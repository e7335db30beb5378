use super::transport::{HttpTransport, Transport};
use super::{DatabaseError, Params};
use reqwest::Method;
use serde::de::DeserializeOwned;
use serde::{Deserialize, Serialize};
use serde_json::Value;
use std::fmt;
use std::sync::Arc;
use tokio::sync::Mutex;
use tracing::debug;

/// Response body of a push (`POST`): the generated child key.
#[derive(Debug, Deserialize)]
struct PushResponse {
    name: String,
}

/// A handle on one node of the database tree.
///
/// A `Location` knows its address and lazily caches the value stored there.
/// The cache belongs to this handle alone; locations derived from it share
/// only the transport and credential.
///
/// The cached value is guarded by an async mutex. [`Location::value`] holds
/// the lock while it fetches, so concurrent callers trigger a single read and
/// all observe its result.
pub struct Location {
    address: String,
    auth: Option<String>,
    transport: Arc<dyn Transport>,
    value: Mutex<Option<Value>>,
}

impl fmt::Debug for Location {
    fn fmt(&self, f: &mut fmt::Formatter<'_>) -> fmt::Result {
        f.debug_struct("Location")
            .field("address", &self.address)
            .field("auth", &self.auth.as_ref().map(|_| "REDACTED"))
            .finish_non_exhaustive()
    }
}

/// Joins `path` onto `address`. An empty path addresses `address` itself.
fn join(address: &str, path: &str) -> String {
    let path = path.trim_matches('/');
    if path.is_empty() {
        address.to_string()
    } else {
        format!("{}/{}", address.trim_end_matches('/'), path)
    }
}

impl Location {
    /// Creates a root location.
    ///
    /// No request is made. When `transport` is `None` a new [`HttpTransport`]
    /// is created; prefer [`FirebaseApp`](crate::FirebaseApp) to share one
    /// transport between roots.
    ///
    /// # Arguments
    ///
    /// * `root` - The database URL, e.g. `https://my-project.firebaseio.com`.
    /// * `auth` - Optional credential sent with every call.
    /// * `transport` - Optional transport, mostly for substituting test doubles.
    pub fn new(
        root: impl Into<String>,
        auth: Option<String>,
        transport: Option<Arc<dyn Transport>>,
    ) -> Self {
        let transport = transport.unwrap_or_else(|| Arc::new(HttpTransport::new()));
        Self {
            address: root.into(),
            auth,
            transport,
            value: Mutex::new(None),
        }
    }

    fn derive(&self, address: String, value: Option<Value>) -> Self {
        Self {
            address,
            auth: self.auth.clone(),
            transport: Arc::clone(&self.transport),
            value: Mutex::new(value),
        }
    }

    /// The URL of this node, without the `.json` suffix.
    pub fn address(&self) -> &str {
        &self.address
    }

    /// The credential sent with every call from this location.
    pub fn auth(&self) -> Option<&str> {
        self.auth.as_deref()
    }

    /// The last path segment of this node's address.
    pub fn key(&self) -> &str {
        let address = self.address.trim_end_matches('/');
        address.rsplit('/').next().unwrap_or(address)
    }

    async fn read(
        &self,
        path: &str,
        params: Option<&Params>,
    ) -> Result<(String, Value), DatabaseError> {
        let address = join(&self.address, path);
        let bytes = self
            .transport
            .call(Method::GET, &address, self.auth(), None, params)
            .await?;
        let value = serde_json::from_slice(&bytes)?;
        Ok((address, value))
    }

    /// Returns the value stored at this location.
    ///
    /// The first call reads it from the database; later calls return the
    /// cached copy until an [`update`](Location::update) of this node clears
    /// it. Returns `None` if the read fails.
    pub async fn value(&self) -> Option<Value> {
        let mut cached = self.value.lock().await;

        if cached.is_none() {
            match self.read("", None).await {
                Ok((_, value)) => *cached = Some(value),
                Err(err) => {
                    debug!(address = %self.address, error = %err, "reading location value failed");
                }
            }
        }

        cached.clone()
    }

    /// Returns the value at this location deserialized into `T`.
    pub async fn value_as<T: DeserializeOwned>(&self) -> Result<Option<T>, DatabaseError> {
        match self.value().await {
            Some(value) => Ok(Some(serde_json::from_value(value)?)),
            None => Ok(None),
        }
    }

    /// Reads the node at `path` below this location.
    ///
    /// Returns `None` on any failure: a missing node, a transport error and
    /// an undecodable body are not distinguished. Use
    /// [`try_child`](Location::try_child) to keep the error.
    pub async fn child(&self, path: &str, params: Option<&Params>) -> Option<Location> {
        match self.try_child(path, params).await {
            Ok(location) => Some(location),
            Err(err) => {
                debug!(address = %self.address, path, error = %err, "child lookup failed");
                None
            }
        }
    }

    /// Reads the node at `path` below this location, returning a location
    /// with the value cached.
    pub async fn try_child(
        &self,
        path: &str,
        params: Option<&Params>,
    ) -> Result<Location, DatabaseError> {
        let (address, value) = self.read(path, params).await?;
        Ok(self.derive(address, Some(value)))
    }

    /// Appends `value` under this location with a server-generated key.
    ///
    /// The returned location points at the new child and caches `value`.
    pub async fn push<T: Serialize + ?Sized>(
        &self,
        value: &T,
        params: Option<&Params>,
    ) -> Result<Location, DatabaseError> {
        let value = serde_json::to_value(value)?;
        let body = serde_json::to_vec(&value)?;

        let bytes = self
            .transport
            .call(Method::POST, &self.address, self.auth(), Some(body), params)
            .await?;
        let PushResponse { name } = serde_json::from_slice(&bytes)?;

        Ok(self.derive(join(&self.address, &name), Some(value)))
    }

    /// Overwrites the node at `path` with `value`.
    ///
    /// The returned location caches whatever the database echoes back; with
    /// `print=silent` the body is empty and nothing is cached.
    pub async fn set<T: Serialize + ?Sized>(
        &self,
        path: &str,
        value: &T,
        params: Option<&Params>,
    ) -> Result<Location, DatabaseError> {
        let address = join(&self.address, path);
        let body = serde_json::to_vec(value)?;

        let bytes = self
            .transport
            .call(Method::PUT, &address, self.auth(), Some(body), params)
            .await?;

        let value = if bytes.is_empty() {
            None
        } else {
            Some(serde_json::from_slice(&bytes)?)
        };

        Ok(self.derive(address, value))
    }

    /// Applies a partial update (a map of sub-paths to new values) at `path`.
    ///
    /// Updating this node itself (an empty `path`) clears the cached value,
    /// since the merged result is only known to the database.
    pub async fn update<T: Serialize + ?Sized>(
        &self,
        path: &str,
        value: &T,
        params: Option<&Params>,
    ) -> Result<(), DatabaseError> {
        let body = serde_json::to_vec(value)?;

        let address = join(&self.address, path);
        let result = self
            .transport
            .call(Method::PATCH, &address, self.auth(), Some(body), params)
            .await;

        if path.trim_matches('/').is_empty() {
            *self.value.lock().await = None;
        }

        result.map(|_| ())
    }

    /// Deletes the node at `path`.
    pub async fn remove(&self, path: &str, params: Option<&Params>) -> Result<(), DatabaseError> {
        let address = join(&self.address, path);
        self.transport
            .call(Method::DELETE, &address, self.auth(), None, params)
            .await
            .map(|_| ())
    }
}
use super::{DatabaseError, Params};
use crate::core::default_client;
use crate::core::middleware::AUTH_PARAM;
use bytes::Bytes;
use reqwest::{header, Method};
use reqwest_middleware::ClientWithMiddleware;
use std::collections::BTreeMap;
use url::Url;

/// Suffix selecting the REST (JSON) endpoint for a database path.
pub const JSON_SUFFIX: &str = ".json";

/// Executes one request/response cycle against the database.
///
/// Implementations must be stateless with respect to the calls they serve:
/// a single instance is shared by every [`Location`](super::Location)
/// derived from the same root.
#[async_trait::async_trait]
pub trait Transport: Send + Sync {
    /// Sends `method` to `address` and returns the raw response body.
    ///
    /// # Arguments
    ///
    /// * `address` - The node URL, without the `.json` suffix.
    /// * `auth` - Default credential, sent as the `auth` query parameter.
    /// * `body` - JSON payload, `None` for reads and deletes.
    /// * `params` - Extra query parameters. An `auth` entry here replaces the default credential.
    async fn call(
        &self,
        method: Method,
        address: &str,
        auth: Option<&str>,
        body: Option<Vec<u8>>,
        params: Option<&Params>,
    ) -> Result<Bytes, DatabaseError>;
}

/// [`Transport`] speaking the Realtime Database REST protocol over HTTP.
#[derive(Clone)]
pub struct HttpTransport {
    client: ClientWithMiddleware,
}

impl HttpTransport {
    /// Creates a transport with the default client, which logs every call.
    pub fn new() -> Self {
        Self {
            client: default_client(),
        }
    }

    /// Creates a transport over a caller-built client and middleware stack.
    pub fn with_client(client: ClientWithMiddleware) -> Self {
        Self { client }
    }
}

impl Default for HttpTransport {
    fn default() -> Self {
        Self::new()
    }
}

/// Returns `true` if the path part of `address` has a `.` or `..` segment.
///
/// URL parsing resolves those, so the request would hit a different node
/// than the one the address names.
fn has_dot_segment(address: &str) -> bool {
    let rest = address.split_once("://").map_or(address, |(_, rest)| rest);
    let path = rest.split_once('/').map_or("", |(_, path)| path);
    let path = path.split(['?', '#']).next().unwrap_or_default();

    path.split('/').any(|segment| {
        let segment = segment.to_ascii_lowercase().replace("%2e", ".");
        segment == "." || segment == ".."
    })
}

/// Builds the final request URL: `address/.json?auth=..&params..`.
pub(crate) fn request_url(
    address: &str,
    auth: Option<&str>,
    params: Option<&Params>,
) -> Result<Url, DatabaseError> {
    if has_dot_segment(address) {
        return Err(DatabaseError::InvalidPath(address.to_string()));
    }

    let mut path = address.to_string();
    if !path.ends_with('/') {
        path.push('/');
    }
    path.push_str(JSON_SUFFIX);

    let mut url = Url::parse(&path)?;

    let mut query: BTreeMap<&str, &str> = BTreeMap::new();
    if let Some(auth) = auth.filter(|a| !a.is_empty()) {
        query.insert(AUTH_PARAM, auth);
    }
    // per-call params win over the default credential
    for (key, value) in params.into_iter().flatten() {
        query.insert(key.as_str(), value.as_str());
    }

    if !query.is_empty() {
        let mut pairs = url.query_pairs_mut();
        for (key, value) in query {
            pairs.append_pair(key, value);
        }
    }

    Ok(url)
}

#[async_trait::async_trait]
impl Transport for HttpTransport {
    async fn call(
        &self,
        method: Method,
        address: &str,
        auth: Option<&str>,
        body: Option<Vec<u8>>,
        params: Option<&Params>,
    ) -> Result<Bytes, DatabaseError> {
        let url = request_url(address, auth, params)?;

        let mut request = self
            .client
            .request(method, url)
            .header(header::CONNECTION, "close");

        if let Some(body) = body {
            request = request
                .header(header::CONTENT_TYPE, "application/json")
                .body(body);
        }

        let response = request.send().await?;
        let status = response.status();
        let bytes = response.bytes().await?;

        if status.as_u16() >= 400 {
            return Err(DatabaseError::Remote {
                status: status.as_u16(),
                message: String::from_utf8_lossy(&bytes).into_owned(),
            });
        }

        Ok(bytes)
    }
}
//! API response types for the viewer HTTP endpoints.

use serde::{Deserialize, Serialize};

/// Response for the GET /api/status endpoint.
#[derive(Debug, Clone, Serialize, Deserialize)]
#[serde(rename_all = "camelCase")]
pub struct StatusResponse {
    /// Session log files currently tracked.
    pub watched_files: usize,
    /// Console records in the buffer.
    pub console_count: usize,
    /// Network records in the buffer.
    pub network_count: usize,
    /// Live event-stream subscriptions.
    pub subscribers: usize,
}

→ Requirement
Scan the material above for the string "usize", returning each line that contains it.

→ Solution to this problem
    pub watched_files: usize,
    pub console_count: usize,
    pub network_count: usize,
    pub subscribers: usize,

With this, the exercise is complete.